Problem requirements: Please report each line in the material below that includes "impl".
---- Data for this exercise
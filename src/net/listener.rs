//! Listening socket creation.
//!
//! # Responsibilities
//! - Create a TCP stream socket for the configured address
//! - Enable address reuse and non-blocking mode
//! - Bind and listen with a fixed backlog
//! - Report failures as typed errors instead of a sentinel handle

use socket2::{Domain, Protocol, Socket, Type};
use std::io;
use std::net::{SocketAddr, TcpListener, TcpStream};
use thiserror::Error;

use crate::config::ListenerConfig;

/// Error type for listener creation.
#[derive(Debug, Error)]
pub enum ListenerError {
    /// The OS refused to create a socket.
    #[error("Failed to create socket: {0}")]
    Create(#[source] io::Error),

    /// A socket option could not be applied.
    #[error("Failed to configure socket ({option}): {source}")]
    Configure {
        option: &'static str,
        #[source]
        source: io::Error,
    },

    /// Failed to bind to address.
    #[error("Failed to bind {addr}: {source}")]
    Bind {
        addr: SocketAddr,
        #[source]
        source: io::Error,
    },

    /// Failed to start listening.
    #[error("Failed to listen on {addr}: {source}")]
    Listen {
        addr: SocketAddr,
        #[source]
        source: io::Error,
    },
}

/// The server's single listening socket.
///
/// The socket is non-blocking so the accept loop can poll it between
/// shutdown checks. It is closed exactly once, by [`Listener::close`] or on
/// drop.
#[derive(Debug)]
pub struct Listener {
    inner: TcpListener,
    local_addr: SocketAddr,
}

impl Listener {
    /// Create, configure, bind and start listening.
    pub fn bind(config: &ListenerConfig) -> Result<Self, ListenerError> {
        let addr = config.socket_addr();
        match create_listener(addr, config.backlog) {
            Ok(listener) => {
                tracing::info!(
                    address = %listener.local_addr,
                    backlog = config.backlog,
                    "Listening for connections"
                );
                Ok(listener)
            }
            Err(e) => {
                tracing::error!(address = %addr, error = %e, "Failed to create listening socket");
                Err(e)
            }
        }
    }

    /// Attempt a single non-blocking accept.
    ///
    /// Returns `ErrorKind::WouldBlock` when no client is waiting.
    pub fn try_accept(&self) -> io::Result<(TcpStream, SocketAddr)> {
        self.inner.accept()
    }

    /// The address this listener is bound to.
    pub fn local_addr(&self) -> SocketAddr {
        self.local_addr
    }

    /// Close the listening socket.
    pub fn close(self) {
        tracing::debug!(address = %self.local_addr, "Closing listening socket");
        drop(self.inner);
    }
}

fn create_listener(addr: SocketAddr, backlog: i32) -> Result<Listener, ListenerError> {
    let socket = Socket::new(Domain::for_address(addr), Type::STREAM, Some(Protocol::TCP))
        .map_err(ListenerError::Create)?;

    socket
        .set_reuse_address(true)
        .map_err(|source| ListenerError::Configure {
            option: "SO_REUSEADDR",
            source,
        })?;
    socket
        .set_nonblocking(true)
        .map_err(|source| ListenerError::Configure {
            option: "O_NONBLOCK",
            source,
        })?;

    socket
        .bind(&addr.into())
        .map_err(|source| ListenerError::Bind { addr, source })?;
    socket
        .listen(backlog)
        .map_err(|source| ListenerError::Listen { addr, source })?;

    let inner: TcpListener = socket.into();
    let local_addr = inner
        .local_addr()
        .map_err(|source| ListenerError::Listen { addr, source })?;

    Ok(Listener { inner, local_addr })
}

#[cfg(test)]
mod tests {
    use super::*;
    use std::net::{IpAddr, Ipv4Addr};

    fn loopback(port: u16) -> ListenerConfig {
        ListenerConfig {
            host: IpAddr::V4(Ipv4Addr::LOCALHOST),
            port,
            ..ListenerConfig::default()
        }
    }

    #[test]
    fn binds_ephemeral_port() {
        let listener = Listener::bind(&loopback(0)).unwrap();
        assert_ne!(listener.local_addr().port(), 0);
    }

    #[test]
    fn accept_would_block_without_clients() {
        let listener = Listener::bind(&loopback(0)).unwrap();
        let err = listener.try_accept().unwrap_err();
        assert_eq!(err.kind(), io::ErrorKind::WouldBlock);
    }

    #[test]
    fn accepts_pending_client() {
        let listener = Listener::bind(&loopback(0)).unwrap();
        let _client = TcpStream::connect(listener.local_addr()).unwrap();

        let mut accepted = None;
        for _ in 0..50 {
            match listener.try_accept() {
                Ok(pair) => {
                    accepted = Some(pair);
                    break;
                }
                Err(_) => std::thread::sleep(std::time::Duration::from_millis(10)),
            }
        }
        assert!(accepted.is_some());
    }

    #[test]
    fn port_in_use_is_bind_error() {
        let first = Listener::bind(&loopback(0)).unwrap();
        let err = Listener::bind(&loopback(first.local_addr().port())).unwrap_err();
        assert!(matches!(err, ListenerError::Bind { .. }));
    }

    #[test]
    fn close_releases_port() {
        let listener = Listener::bind(&loopback(0)).unwrap();
        let addr = listener.local_addr();
        listener.close();
        assert!(TcpStream::connect(addr).is_err());
    }
}
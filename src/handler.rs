//! Message processing contract.
//!
//! The server never interprets message bytes. Each received message is handed
//! to a [`MessageHandler`], which transforms the buffer in place and reports
//! how many bytes of it form the response.

/// Processes one received message.
///
/// `buffer` spans the connection's full capacity. The first `received` bytes
/// are the message; the handler may overwrite any part of the buffer and
/// returns the length of the response, which must not exceed `buffer.len()`.
///
/// Calls for one connection never overlap. Calls for different connections
/// run concurrently, so shared state needs its own synchronization.
pub trait MessageHandler: Send + Sync + 'static {
    fn process_message(&self, buffer: &mut [u8], received: usize) -> usize;
}

impl<F> MessageHandler for F
where
    F: Fn(&mut [u8], usize) -> usize + Send + Sync + 'static,
{
    fn process_message(&self, buffer: &mut [u8], received: usize) -> usize {
        self(buffer, received)
    }
}

/// Sends every message back unchanged.
#[derive(Debug, Clone, Copy, Default)]
pub struct Echo;

impl MessageHandler for Echo {
    fn process_message(&self, _buffer: &mut [u8], received: usize) -> usize {
        received
    }
}
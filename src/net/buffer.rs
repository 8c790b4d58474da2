//! Per-connection message buffer.

use std::io::{self, Read};

/// Result of reading one message from a connection.
#[derive(Debug, Clone, Copy, PartialEq, Eq)]
pub enum ReadOutcome {
    /// The peer closed its side of the connection.
    Closed,
    /// A message of the given length is staged at the start of the buffer.
    Message(usize),
    /// More bytes arrived than the buffer's capacity allows.
    Oversized,
}

/// Fixed-capacity byte buffer reused across one worker's read/process/write
/// cycles.
///
/// One byte of headroom sits past `capacity` so a read that would exceed the
/// capacity is detected instead of silently split across two messages.
#[derive(Debug)]
pub struct MessageBuffer {
    data: Box<[u8]>,
    capacity: usize,
}

impl MessageBuffer {
    pub fn with_capacity(capacity: usize) -> Self {
        Self {
            data: vec![0; capacity + 1].into_boxed_slice(),
            capacity,
        }
    }

    pub fn capacity(&self) -> usize {
        self.capacity
    }

    /// Clear the buffer and read the next message from `reader`.
    pub fn read_from<R: Read>(&mut self, reader: &mut R) -> io::Result<ReadOutcome> {
        self.data.fill(0);
        let n = reader.read(&mut self.data)?;
        Ok(match n {
            0 => ReadOutcome::Closed,
            n if n > self.capacity => ReadOutcome::Oversized,
            n => ReadOutcome::Message(n),
        })
    }

    /// The writable region handed to a message handler.
    pub fn as_mut_slice(&mut self) -> &mut [u8] {
        &mut self.data[..self.capacity]
    }

    /// The first `len` bytes, or `None` if `len` exceeds the capacity.
    pub fn response(&self, len: usize) -> Option<&[u8]> {
        (len <= self.capacity).then(|| &self.data[..len])
    }
}

#[cfg(test)]
mod tests {
    use super::*;
    use std::io::Cursor;

    #[test]
    fn message_within_capacity() {
        let mut buffer = MessageBuffer::with_capacity(8);
        let mut input = Cursor::new(b"hello".to_vec());

        assert_eq!(buffer.read_from(&mut input).unwrap(), ReadOutcome::Message(5));
        assert_eq!(buffer.response(5).unwrap(), b"hello");
    }

    #[test]
    fn message_exactly_at_capacity() {
        let mut buffer = MessageBuffer::with_capacity(4);
        let mut input = Cursor::new(b"abcd".to_vec());
        assert_eq!(buffer.read_from(&mut input).unwrap(), ReadOutcome::Message(4));
    }

    #[test]
    fn message_over_capacity() {
        let mut buffer = MessageBuffer::with_capacity(4);
        let mut input = Cursor::new(b"abcdefgh".to_vec());
        assert_eq!(buffer.read_from(&mut input).unwrap(), ReadOutcome::Oversized);
    }

    #[test]
    fn end_of_stream_is_closed() {
        let mut buffer = MessageBuffer::with_capacity(4);
        let mut input = Cursor::new(Vec::new());
        assert_eq!(buffer.read_from(&mut input).unwrap(), ReadOutcome::Closed);
    }

    #[test]
    fn stale_bytes_cleared_between_reads() {
        let mut buffer = MessageBuffer::with_capacity(8);
        buffer.read_from(&mut Cursor::new(b"longer".to_vec())).unwrap();
        buffer.read_from(&mut Cursor::new(b"ab".to_vec())).unwrap();
        assert_eq!(&buffer.as_mut_slice()[..6], b"ab\0\0\0\0");
    }

    #[test]
    fn handler_region_excludes_headroom() {
        let mut buffer = MessageBuffer::with_capacity(16);
        assert_eq!(buffer.as_mut_slice().len(), 16);
        assert!(buffer.response(17).is_none());
        assert_eq!(buffer.response(16).map(<[u8]>::len), Some(16));
    }
}
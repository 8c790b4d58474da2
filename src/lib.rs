//! Thread-per-connection TCP message server.
//!
//! Accepts clients on a single listening socket, gives each one its own
//! worker thread, and runs a read → process → write cycle against a
//! caller-supplied [`MessageHandler`] until the client disconnects or
//! shutdown is requested.

pub mod config;
pub mod error;
pub mod handler;
pub mod lifecycle;
pub mod net;
pub mod observability;
pub mod server;

pub use config::ServerConfig;
pub use error::ServerError;
pub use handler::{Echo, MessageHandler};
pub use lifecycle::ShutdownSignal;
pub use server::{start_server, Server};
//! Connection workers and lifecycle tracking.
//!
//! # Responsibilities
//! - Generate unique connection IDs for tracing
//! - Run the read → process → write cycle for one client
//! - Track live connections so shutdown can wake blocked workers
//! - Close each client socket exactly once
//!
//! # State Machine
//! ```text
//! Accepted → Reading → Processing → Writing → Reading ...
//!               │           │           │
//!               └───────────┴───────────┴──→ Closing → Closed
//! ```

use dashmap::DashMap;
use std::io::{self, Write};
use std::net::{Shutdown, SocketAddr, TcpStream};
use std::sync::atomic::{AtomicU64, Ordering};
use std::sync::Arc;
use std::time::Instant;

use crate::config::ConnectionConfig;
use crate::handler::MessageHandler;
use crate::lifecycle::ShutdownSignal;
use crate::net::accept::Accepted;
use crate::net::buffer::{MessageBuffer, ReadOutcome};
use crate::observability::metrics;

/// Global atomic counter for connection IDs.
/// Using relaxed ordering is sufficient since we only need uniqueness, not synchronization.
static CONNECTION_ID_COUNTER: AtomicU64 = AtomicU64::new(1);

/// Unique identifier for a connection.
#[derive(Debug, Clone, Copy, PartialEq, Eq, Hash)]
pub struct ConnectionId(u64);

impl ConnectionId {
    /// Generate a new unique connection ID.
    pub fn new() -> Self {
        Self(CONNECTION_ID_COUNTER.fetch_add(1, Ordering::Relaxed))
    }
}

impl Default for ConnectionId {
    fn default() -> Self {
        Self::new()
    }
}

impl std::fmt::Display for ConnectionId {
    fn fmt(&self, f: &mut std::fmt::Formatter<'_>) -> std::fmt::Result {
        write!(f, "conn-{}", self.0)
    }
}

/// Connection state for lifecycle tracking.
#[derive(Debug, Clone, Copy, PartialEq, Eq)]
pub enum ConnectionState {
    /// Accepted but the worker has not started reading.
    Accepted,
    /// Blocked waiting for the next message.
    Reading,
    /// The handler is transforming the buffer.
    Processing,
    /// Writing the response back.
    Writing,
    /// Shutting the socket down.
    Closing,
    /// Socket released.
    Closed,
}

/// Why a worker stopped serving its connection.
#[derive(Debug, Clone, Copy, PartialEq, Eq)]
pub enum CloseReason {
    /// The client closed the connection.
    PeerClosed,
    /// Reading from the socket failed.
    ReadError,
    /// The client sent more than the buffer holds.
    Oversized,
    /// The handler reported a response longer than the buffer.
    ResponseTooLarge,
    /// Writing the response failed.
    WriteError,
    /// Shutdown was requested.
    Shutdown,
}

impl CloseReason {
    pub fn as_str(&self) -> &'static str {
        match self {
            CloseReason::PeerClosed => "peer_closed",
            CloseReason::ReadError => "read_error",
            CloseReason::Oversized => "oversized",
            CloseReason::ResponseTooLarge => "response_too_large",
            CloseReason::WriteError => "write_error",
            CloseReason::Shutdown => "shutdown",
        }
    }
}

impl std::fmt::Display for CloseReason {
    fn fmt(&self, f: &mut std::fmt::Formatter<'_>) -> std::fmt::Result {
        f.write_str(self.as_str())
    }
}

/// Registry of live client connections.
///
/// Holds a second handle to each client socket. Workers are never joined;
/// the registry only lets the server shut sockets down so workers blocked in
/// a read wake up and exit.
#[derive(Debug, Clone, Default)]
pub struct ConnectionRegistry {
    connections: Arc<DashMap<ConnectionId, TcpStream>>,
}

impl ConnectionRegistry {
    pub fn new() -> Self {
        Self::default()
    }

    /// Record a live connection. Returns a guard that deregisters on drop.
    pub fn register(&self, id: ConnectionId, stream: &TcpStream) -> io::Result<RegistrationGuard> {
        self.connections.insert(id, stream.try_clone()?);
        Ok(RegistrationGuard {
            connections: Arc::clone(&self.connections),
            id,
        })
    }

    /// Number of live connections.
    pub fn len(&self) -> usize {
        self.connections.len()
    }

    pub fn is_empty(&self) -> bool {
        self.connections.is_empty()
    }

    /// Shut down every registered socket. Returns how many were signalled.
    pub fn close_all(&self) -> usize {
        let mut closed = 0;
        for entry in self.connections.iter() {
            if let Err(e) = entry.value().shutdown(Shutdown::Both) {
                if e.kind() != io::ErrorKind::NotConnected {
                    tracing::debug!(connection_id = %entry.key(), error = %e, "Socket shutdown failed");
                }
            }
            closed += 1;
        }
        closed
    }
}

/// Guard that tracks a connection's registration.
/// Removes the registry entry when dropped.
#[derive(Debug)]
pub struct RegistrationGuard {
    connections: Arc<DashMap<ConnectionId, TcpStream>>,
    id: ConnectionId,
}

impl Drop for RegistrationGuard {
    fn drop(&mut self) {
        self.connections.remove(&self.id);
        tracing::trace!(connection_id = %self.id, "Connection deregistered");
    }
}

/// Serves one client connection until it closes or shutdown is requested.
///
/// The worker owns its socket, its buffer and its registration outright;
/// nothing is shared with other workers except the handler and the shutdown
/// signal.
pub struct ConnectionWorker<H> {
    id: ConnectionId,
    peer_addr: SocketAddr,
    stream: TcpStream,
    buffer: MessageBuffer,
    handler: Arc<H>,
    shutdown: ShutdownSignal,
    state: ConnectionState,
    _registration: RegistrationGuard,
}

impl<H: MessageHandler> ConnectionWorker<H> {
    pub fn new(
        accepted: Accepted,
        handler: Arc<H>,
        shutdown: ShutdownSignal,
        registry: &ConnectionRegistry,
        config: &ConnectionConfig,
    ) -> io::Result<Self> {
        let Accepted { stream, peer_addr } = accepted;
        if config.nodelay {
            stream.set_nodelay(true)?;
        }

        let id = ConnectionId::new();
        let registration = registry.register(id, &stream)?;

        Ok(Self {
            id,
            peer_addr,
            stream,
            buffer: MessageBuffer::with_capacity(config.max_message_size),
            handler,
            shutdown,
            state: ConnectionState::Accepted,
            _registration: registration,
        })
    }

    pub fn id(&self) -> ConnectionId {
        self.id
    }

    /// Serve the connection to completion, then close it.
    pub fn run(mut self) -> CloseReason {
        let span = tracing::debug_span!(
            "connection",
            connection_id = %self.id,
            peer_addr = %self.peer_addr
        );
        let _entered = span.enter();

        tracing::debug!("Worker started");
        metrics::connection_opened();

        let reason = self.serve();
        self.close(reason);
        reason
    }

    fn serve(&mut self) -> CloseReason {
        loop {
            if self.shutdown.is_triggered() {
                return CloseReason::Shutdown;
            }

            transition(&mut self.state, ConnectionState::Reading);
            let received = match self.buffer.read_from(&mut self.stream) {
                Ok(ReadOutcome::Message(n)) => n,
                Ok(ReadOutcome::Closed) => {
                    if self.shutdown.is_triggered() {
                        return CloseReason::Shutdown;
                    }
                    tracing::debug!("Client closed the connection");
                    return CloseReason::PeerClosed;
                }
                Ok(ReadOutcome::Oversized) => {
                    tracing::warn!(
                        max_message_size = self.buffer.capacity(),
                        "Message exceeds buffer capacity"
                    );
                    return CloseReason::Oversized;
                }
                Err(e) if e.kind() == io::ErrorKind::Interrupted => continue,
                Err(e) => {
                    if self.shutdown.is_triggered() {
                        return CloseReason::Shutdown;
                    }
                    tracing::error!(error = %e, "Failed to read from client");
                    return CloseReason::ReadError;
                }
            };

            transition(&mut self.state, ConnectionState::Processing);
            let started = Instant::now();
            let response_len = self
                .handler
                .process_message(self.buffer.as_mut_slice(), received);
            metrics::message_processed(started.elapsed());

            let Some(response) = self.buffer.response(response_len) else {
                tracing::error!(
                    response_len,
                    capacity = self.buffer.capacity(),
                    "Handler returned a response longer than the buffer"
                );
                return CloseReason::ResponseTooLarge;
            };

            transition(&mut self.state, ConnectionState::Writing);
            if let Err(e) = self.stream.write_all(response) {
                if self.shutdown.is_triggered() {
                    return CloseReason::Shutdown;
                }
                tracing::warn!(error = %e, response_len, "Failed to write response");
                return CloseReason::WriteError;
            }
            tracing::trace!(received, response_len, "Message processed");
        }
    }

    fn close(&mut self, reason: CloseReason) {
        transition(&mut self.state, ConnectionState::Closing);
        if let Err(e) = self.stream.shutdown(Shutdown::Both) {
            if e.kind() != io::ErrorKind::NotConnected {
                tracing::debug!(error = %e, "Socket shutdown failed");
            }
        }
        transition(&mut self.state, ConnectionState::Closed);
        metrics::connection_closed(reason);
        tracing::debug!(reason = %reason, "Connection closed");
    }
}

fn transition(state: &mut ConnectionState, next: ConnectionState) {
    tracing::trace!(from = ?state, to = ?next, "Connection state change");
    *state = next;
}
--------
Answer:
impl Listener {
impl<F> MessageHandler for F
impl MessageHandler for Echo {
impl MessageBuffer {
impl ConnectionId {
impl Default for ConnectionId {
impl std::fmt::Display for ConnectionId {
impl CloseReason {
impl std::fmt::Display for CloseReason {
impl ConnectionRegistry {
impl Drop for RegistrationGuard {
impl<H: MessageHandler> ConnectionWorker<H> {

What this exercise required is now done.